Krista slings an arm over the back of her chair. “I still think it’s crazy, but okay. I’m in.”
I hop to my feet and circle her, chanting a repetitive cheer:
Way to go, Krista,
Way to go (clap, clap)
She shoos me away. “All I can say is that I sure hope Dex likes this Adam guy. The homecoming dance was a bomb, but at least we can all go to the sophomore prom together.”
I pick up the stuffed plush basketball on her bed—an anniversary gift from Dex—and toss it to her. “So what’s the plan for Saturday?” she asks. “What time does the chess thing start?”
“Three o’clock.”
She looks at the heart-shaped clock hanging on her wall—a Valentine’s Day gift from Dex—and moves her finger in clockwise circles, counting backward. “Wow. It’s going to be a little tight. The football game starts at ten. And it’s an away game.”
“Yeah, but it’s just over in Bellevue. We should be back by one o’clock, latest.”
Krista looks again at the clock. “Yeah. I guess.” She studies me.
I laugh. “What?”
“Do you really think you’re ready for the tournament?”
“I know I am. I think. I mean, I won’t win the tournament, but I’ll make it through the first round. I hope.”
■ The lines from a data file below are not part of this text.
use sqlx::{postgres::PgPoolOptions, PgPool};
use std::time::Duration;
use thiserror::Error;
use tokio::sync::OnceCell;
use tracing::info;

/// Errors from DatabaseManager
#[derive(Debug, Error)]
pub enum DatabaseError {
    #[error("Missing configuration: {0}")]
    ConfigMissing(&'static str),

    #[error("Invalid database URL")]
    InvalidDatabaseUrl,

    #[error("Not found: {0}")]
    NotFound(String),

    #[error("Already exists: {0}")]
    UniqueViolation(String),

    #[error(transparent)]
    Query(#[from] crate::query::QueryError),

    #[error(transparent)]
    Sqlx(#[from] sqlx::Error),
}

/// Centralized connection pool manager.
///
/// Every request shares one lazily created pool; no other cross-request
/// mutable state exists in the process.
pub struct DatabaseManager;

static POOL: OnceCell<PgPool> = OnceCell::const_new();

impl DatabaseManager {
    /// Get the shared pool, creating it on first use
    pub async fn pool() -> Result<PgPool, DatabaseError> {
        let pool = POOL
            .get_or_try_init(|| async {
                let url = std::env::var("DATABASE_URL")
                    .map_err(|_| DatabaseError::ConfigMissing("DATABASE_URL"))?;
                url::Url::parse(&url).map_err(|_| DatabaseError::InvalidDatabaseUrl)?;

                let db_config = &crate::config::config().database;
                let pool = PgPoolOptions::new()
                    .max_connections(db_config.max_connections)
                    .acquire_timeout(Duration::from_secs(db_config.connect_timeout_secs))
                    .connect(&url)
                    .await?;

                info!("Created database pool");
                Ok::<_, DatabaseError>(pool)
            })
            .await?;
        Ok(pool.clone())
    }

    /// Pings the pool to ensure connectivity
    pub async fn health_check() -> Result<(), DatabaseError> {
        let pool = Self::pool().await?;
        sqlx::query("SELECT 1").execute(&pool).await?;
        Ok(())
    }

    /// Apply the idempotent schema bootstrap
    pub async fn migrate() -> Result<(), DatabaseError> {
        let pool = Self::pool().await?;
        for statement in crate::database::schema::BOOTSTRAP {
            sqlx::query(statement).execute(&pool).await?;
        }
        info!("Schema bootstrap applied");
        Ok(())
    }
}

/// Map a sqlx error to `UniqueViolation` when a unique index rejected the
/// write, so callers can answer 409 instead of 500.
pub fn on_unique_violation(err: sqlx::Error, message: &str) -> DatabaseError {
    if let sqlx::Error::Database(ref db_err) = err {
        if db_err.code().as_deref() == Some("23505") {
            return DatabaseError::UniqueViolation(message.to_string());
        }
    }
    DatabaseError::Sqlx(err)
}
Mom texts to remind me that it’s almost ten thirty. I pack up my books, but can’t help myself from flipping to the section of the chess book that I recently bookmarked. I read again Ben Franklin’s thoughts about what to do when you’ve beaten a lesser opponent. Even if I don’t win the tournament, I should be prepared to win a game or
two, right? Ben says:
You must not, when you have gained a victory, use any triumphing or insulting expression, nor show too much pleasure; but endeavour to console your adversary, and make him less dissatisfied with himself, by every kind of civil expression that may be used with truth.
He gives suggestions about what you could say to console your opponent. I run Ben’s suggestions past Krista to see which she thinks I should offer my opponent if I win a game:
“You understand the game better than I, but you are a little inattentive.”
“You play too fast.”
“You had the best of the game, but something happened to divert your thoughts, and that turned it in my favour.”
Krista doesn’t like any of them. “How about, ‘Too bad you suck!’” She laughs and returns to her book.
I moan and lie back on Krista’s bed for a moment. The chess book weighs heavily on my chest. I picture myself in my first game of the tournament, beads of sweat on my brow as the clock ticks down and I scan the board like mad trying to save my king.
My opponent grins sadistically. Pointy little teeth part as his laugh echoes through the room and he cries, “Checkmate!”
I gasp for breath. Adam looks up from across the room, his game still in progress. Our eyes meet just as my opponent points at me with a long bony finger. “Too bad you suck!”
Nineteen
FRIDAY NIGHT, PHIL AND I meet for our final official training session. I’m up in my room. Phil is in his dorm room. A couple of days ago he turned the computer around and gave me a walking tour of his room that lasted all of twenty-three seconds. Two beds, one neatly made (Phil’s), the other a wreck. Two desks, one meticulously organized (Phil’s), the other a war zone. Two dressers, one covered with a mountain of dirty laundry and a moldy apple core on top, one with nothing but a single framed picture of Phil’s girlfriend, Malinda, who is surprisingly cute.
At five thirty my time, after we’ve been at it a while, I ask whether there isn’t anything he’d rather be doing on a Friday night. I’ve been feeling guilty about taking up so much of his time.